REQUIRED ACTION - Scan the records beneath this line for the line holding "taken in a fixed" and the line holding "let bucket = buckets.entry(r.date.day()).or_default();", then transcribe exactly those two and all lines between.

[WORKING DATA — start]

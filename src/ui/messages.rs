use crate::utils::colors::{BLUE, BOLD, GREEN, RED, RESET, YELLOW};
use std::fmt;

#[derive(Clone, Copy)]
enum Tone {
    Info,
    Success,
    Warning,
    Error,
}

impl Tone {
    fn style(self) -> (&'static str, &'static str) {
        match self {
            Tone::Info => (BLUE, "ℹ️"),
            Tone::Success => (GREEN, "✅"),
            Tone::Warning => (YELLOW, "⚠️"),
            Tone::Error => (RED, "❌"),
        }
    }
}

fn line<T: fmt::Display>(tone: Tone, msg: T) -> String {
    let (colour, icon) = tone.style();
    format!("{colour}{BOLD}{icon} {RESET}{msg}")
}

pub fn info<T: fmt::Display>(msg: T) {
    println!("{}", line(Tone::Info, msg));
}

pub fn success<T: fmt::Display>(msg: T) {
    println!("{}", line(Tone::Success, msg));
}

pub fn warning<T: fmt::Display>(msg: T) {
    println!("{}", line(Tone::Warning, msg));
}

pub fn error<T: fmt::Display>(msg: T) {
    eprintln!("{}", line(Tone::Error, msg));
}

/// Formatted section header
pub fn header<T: fmt::Display>(msg: T) -> String {
    format!("{BLUE}{BOLD}══════ {msg} ══════{RESET}")
}

/// Same as [`warning`], returned instead of printed.
pub fn warning_line<T: fmt::Display>(msg: T) -> String {
    line(Tone::Warning, msg)
}

/// Same as [`info`], returned instead of printed.
pub fn info_line<T: fmt::Display>(msg: T) -> String {
    line(Tone::Info, msg)
}
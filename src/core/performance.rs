//! Performance aggregator: daily fuel totals and real vs. ideal throughput.

use crate::models::{OperationalRecord, WorkSiteTable};
use chrono::Datelike;
use serde::Serialize;
use std::collections::BTreeMap;

/// Per day-of-month series. `None` marks a day whose values were all
/// missing; it renders as a gap, never as zero.
#[derive(Debug, Clone, Default, PartialEq, Serialize)]
pub struct DailySeries {
    pub fuel_liters: BTreeMap<u32, f64>,
    pub real_rate: BTreeMap<u32, Option<f64>>,
    pub ideal_rate: BTreeMap<u32, Option<f64>>,
}

/// One day of [`DailySeries`], flattened for tables and exports.
#[derive(Debug, Clone, Copy, PartialEq, Serialize)]
pub struct DailyRow {
    pub day: u32,
    pub fuel_liters: f64,
    pub real_rate: Option<f64>,
    pub ideal_rate: Option<f64>,
}

impl DailySeries {
    pub fn is_empty(&self) -> bool {
        self.fuel_liters.is_empty()
    }

    pub fn rows(&self) -> Vec<DailyRow> {
        self.fuel_liters
            .iter()
            .map(|(&day, &fuel)| DailyRow {
                day,
                fuel_liters: fuel,
                real_rate: self.real_rate.get(&day).copied().flatten(),
                ideal_rate: self.ideal_rate.get(&day).copied().flatten(),
            })
            .collect()
    }

    pub fn total_fuel(&self) -> f64 {
        canonical_sum(self.fuel_liters.values().copied().collect())
    }
}

#[derive(Default)]
struct DayBucket {
    fuel: Vec<f64>,
    real: Vec<f64>,
    ideal: Vec<f64>,
}

/// Group `records` by day of month.
///
/// Missing values are skipped, so a record whose work-site has no reference
/// row does not pull the ideal mean towards zero. Sums are taken in a fixed
/// order, which makes the output independent of the input row order.
pub fn aggregate(records: &[&OperationalRecord], reference: &WorkSiteTable) -> DailySeries {
    let mut buckets: BTreeMap<u32, DayBucket> = BTreeMap::new();

    for r in records {
        let bucket = buckets.entry(r.date.day()).or_default();
        if let Some(f) = r.fuel_liters {
            bucket.fuel.push(f);
        }
        if let Some(rate) = r.throughput_rate {
            bucket.real.push(rate);
        }
        if let Some(ideal) = r.site().and_then(|s| reference.ideal_rate(s)) {
            bucket.ideal.push(ideal);
        }
    }

    let mut series = DailySeries::default();
    for (day, b) in buckets {
        series.fuel_liters.insert(day, canonical_sum(b.fuel));
        series.real_rate.insert(day, mean(b.real));
        series.ideal_rate.insert(day, mean(b.ideal));
    }
    series
}

fn canonical_sum(mut values: Vec<f64>) -> f64 {
    values.sort_by(f64::total_cmp);
    values.iter().sum()
}

fn mean(values: Vec<f64>) -> Option<f64> {
    if values.is_empty() {
        return None;
    }
    let n = values.len() as f64;
    Some(canonical_sum(values) / n)
}
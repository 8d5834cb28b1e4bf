use predicates::str::contains;
use std::fs;

mod common;
use common::TestEnv;

#[test]
fn test_export_csv_daily_series() {
    let env = TestEnv::new();
    let out = env.out("machine12.csv");

    env.cmd()
        .args(["export", "--format", "csv", "--file", &out, "--machine", "12"])
        .assert()
        .success()
        .stdout(contains("CSV export completed"));

    let content = fs::read_to_string(&out).expect("read exported csv");
    let mut lines = content.lines();
    assert_eq!(
        lines.next(),
        Some(
            "machine_id,machine_name,month,status,hours_remaining,day,date,fuel_liters,real_rate,ideal_rate"
        )
    );
    assert_eq!(
        lines.next(),
        Some("12,Excavator CAT 320,2025-06,DUE_SOON,50.0,2,2025-06-02,200.0,10.5,9.0")
    );
    assert_eq!(
        lines.next(),
        Some("12,Excavator CAT 320,2025-06,DUE_SOON,50.0,5,2025-06-05,150.0,10.0,8.0")
    );
    assert_eq!(lines.next(), None);
}

#[test]
fn test_export_csv_keeps_gaps_empty() {
    let env = TestEnv::new();
    let out = env.out("machine3.csv");

    env.cmd()
        .args(["export", "--file", &out, "--machine", "3"])
        .assert()
        .success();

    let content = fs::read_to_string(&out).expect("read exported csv");
    assert!(content.contains("4,2025-06-04,50.0,,"));
}

#[test]
fn test_export_json_report() {
    let env = TestEnv::new();
    let out = env.out("machine12.json");

    env.cmd()
        .args([
            "export", "--format", "json", "--file", &out, "--machine", "12", "--month", "2025-06",
            "--exclude-site", "Sur",
        ])
        .assert()
        .success();

    let json: serde_json::Value =
        serde_json::from_str(&fs::read_to_string(&out).expect("read json")).expect("parse json");

    assert_eq!(json["machine_id"], "12");
    assert_eq!(json["status"], "DUE_SOON");
    assert_eq!(json["hours_remaining"], 50.0);
    assert_eq!(json["sites"], serde_json::json!(["Norte"]));
    assert_eq!(json["days"].as_array().map(|d| d.len()), Some(1));
    assert_eq!(json["days"][0]["fuel_liters"], 120.0);
}

#[test]
fn test_export_xlsx_and_pdf() {
    let env = TestEnv::new();
    let xlsx = env.out("machine12.xlsx");
    let pdf = env.out("machine12.pdf");

    env.cmd()
        .args(["export", "--format", "xlsx", "--file", &xlsx, "--machine", "12"])
        .assert()
        .success();
    env.cmd()
        .args(["export", "--format", "pdf", "--file", &pdf, "--machine", "12"])
        .assert()
        .success();

    let bytes = fs::read(&xlsx).expect("read xlsx");
    assert!(bytes.starts_with(b"PK"));
    let bytes = fs::read(&pdf).expect("read pdf");
    assert!(bytes.starts_with(b"%PDF"));
}

#[test]
fn test_export_empty_selection_still_writes_file() {
    let env = TestEnv::new();
    let out = env.out("empty.csv");

    env.cmd()
        .args(["export", "--file", &out, "--machine", "12", "--month", "2024-01"])
        .assert()
        .success()
        .stdout(contains("exporting metrics only"));

    let content = fs::read_to_string(&out).expect("read exported csv");
    let lines: Vec<&str> = content.lines().collect();
    assert_eq!(lines.len(), 2, "header plus one metrics line");
    assert_eq!(lines[1], "12,Excavator CAT 320,2024-01,DUE_SOON,50.0,,,,,");
}

#[test]
fn test_export_requires_absolute_path() {
    let env = TestEnv::new();

    env.cmd()
        .args(["export", "--file", "relative.csv"])
        .assert()
        .failure()
        .stderr(contains("must be absolute"));
}

#[test]
fn test_export_asks_before_overwriting() {
    let env = TestEnv::new();
    let out = env.out("existing.csv");
    fs::write(&out, "keep me").expect("write existing");

    env.cmd()
        .args(["export", "--file", &out])
        .write_stdin("n\n")
        .assert()
        .failure()
        .stderr(contains("existing file not overwritten"));
    assert_eq!(fs::read_to_string(&out).expect("read"), "keep me");

    env.cmd()
        .args(["export", "--file", &out])
        .write_stdin("yes\n")
        .assert()
        .success();
    assert_ne!(fs::read_to_string(&out).expect("read"), "keep me");

    env.cmd()
        .args(["export", "--file", &out, "--force"])
        .assert()
        .success();
}

#[test]
fn test_export_is_audited() {
    let env = TestEnv::new();
    let out = env.out("audited.json");

    env.cmd()
        .args(["export", "--format", "json", "--file", &out])
        .assert()
        .success();

    env.cmd()
        .args(["log", "--print"])
        .assert()
        .success()
        .stdout(contains("export"));
}
//! Explicit session context: who logged in, where the workbook comes from,
//! and the memoized copy of it.

pub mod auth;
pub mod cache;

use crate::db::log::ttlog_quiet;
use crate::db::pool::DbPool;
use crate::errors::{AppError, AppResult};
use crate::models::Dataset;
use crate::source::{self, DataSource, SheetNames};

pub use auth::{CredentialGate, hash_password};
pub use cache::{CacheEntry, WorkbookCache};

pub struct Session {
    user: String,
    source: Box<dyn DataSource>,
    sheets: SheetNames,
    cache: WorkbookCache,
    audit: Option<DbPool>,
}

impl Session {
    /// Check the credentials and open a session. A rejection leaves no session
    /// behind.
    pub fn login(
        gate: &CredentialGate,
        username: &str,
        password: &str,
        source: Box<dyn DataSource>,
        sheets: SheetNames,
        audit: Option<DbPool>,
    ) -> AppResult<Self> {
        let username = username.trim();

        if !gate.verify(username, password) {
            audit_line(audit.as_ref(), "login_failed", username, "rejected credentials");
            return Err(AppError::InvalidCredentials);
        }

        audit_line(audit.as_ref(), "login", username, "session opened");

        Ok(Self {
            user: username.to_string(),
            source,
            sheets,
            cache: WorkbookCache::default(),
            audit,
        })
    }

    pub fn user(&self) -> &str {
        &self.user
    }

    pub fn source_key(&self) -> &str {
        self.source.key()
    }

    pub fn cache(&self) -> &WorkbookCache {
        &self.cache
    }

    /// The session's tables, fetched on first use and memoized afterwards.
    pub fn dataset(&mut self) -> AppResult<&Dataset> {
        let key = self.source.key().to_string();

        if !self.cache.is_cached(&key) {
            let loaded = source::load(self.source.as_ref(), &self.sheets);
            let dataset = match loaded {
                Ok(d) => d,
                Err(e) => {
                    audit_line(self.audit.as_ref(), "fetch_failed", &key, &e.to_string());
                    return Err(e);
                }
            };

            audit_line(
                self.audit.as_ref(),
                "fetch",
                &key,
                &format!(
                    "{} operational, {} maintenance, {} work-site rows loaded for {}",
                    dataset.operations.len(),
                    dataset.maintenance.len(),
                    dataset.work_sites.len(),
                    self.user
                ),
            );
            self.cache.store(&key, dataset);
        }

        self.cache
            .get(&key)
            .map(|entry| &entry.dataset)
            .ok_or_else(|| AppError::Other("workbook cache is empty after load".into()))
    }

    /// Drop the cached workbook and fetch it again.
    pub fn refresh(&mut self) -> AppResult<&Dataset> {
        if self.cache.invalidate() {
            audit_line(self.audit.as_ref(), "refresh", self.source.key(), "cache invalidated");
        }
        self.dataset()
    }

    /// Record an operation in the audit log, if one is attached.
    pub fn audit(&self, operation: &str, target: &str, message: &str) {
        audit_line(self.audit.as_ref(), operation, target, message);
    }
}

fn audit_line(pool: Option<&DbPool>, operation: &str, target: &str, message: &str) {
    if let Some(pool) = pool {
        ttlog_quiet(&pool.conn, operation, target, message);
    }
}
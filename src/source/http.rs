use super::DataSource;
use crate::errors::{AppError, AppResult};
use reqwest::blocking::Client;
use std::time::Duration;

/// Workbook published behind an HTTP(S) link (e.g. a shared drive download URL).
pub struct HttpSource {
    url: String,
    client: Client,
}

impl HttpSource {
    pub fn new(url: &str, timeout: Duration) -> AppResult<Self> {
        let client = Client::builder().timeout(timeout).build()?;
        Ok(Self {
            url: url.to_string(),
            client,
        })
    }
}

impl DataSource for HttpSource {
    fn key(&self) -> &str {
        &self.url
    }

    fn fetch(&self) -> AppResult<Vec<u8>> {
        let resp = self.client.get(&self.url).send()?;

        // No retry: a non-success answer ends the session.
        if !resp.status().is_success() {
            return Err(AppError::FetchStatus {
                status: resp.status().as_u16(),
                url: self.url.clone(),
            });
        }

        Ok(resp.bytes()?.to_vec())
    }
}
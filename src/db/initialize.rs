use crate::errors::AppResult;
use rusqlite::Connection;

/// Create the audit schema if missing. Safe to run on every open.
pub fn init_db(conn: &Connection) -> AppResult<()> {
    conn.execute_batch(
        r#"
        CREATE TABLE IF NOT EXISTS log (
            id        INTEGER PRIMARY KEY AUTOINCREMENT,
            date      TEXT NOT NULL,
            operation TEXT NOT NULL,
            target    TEXT DEFAULT '',
            message   TEXT NOT NULL
        );
        "#,
    )?;
    Ok(())
}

[WORKING DATA — finish]

YOUR SOLUTION -
/// row does not pull the ideal mean towards zero. Sums are taken in a fixed
/// order, which makes the output independent of the input row order.
pub fn aggregate(records: &[&OperationalRecord], reference: &WorkSiteTable) -> DailySeries {
    let mut buckets: BTreeMap<u32, DayBucket> = BTreeMap::new();

    for r in records {
        let bucket = buckets.entry(r.date.day()).or_default();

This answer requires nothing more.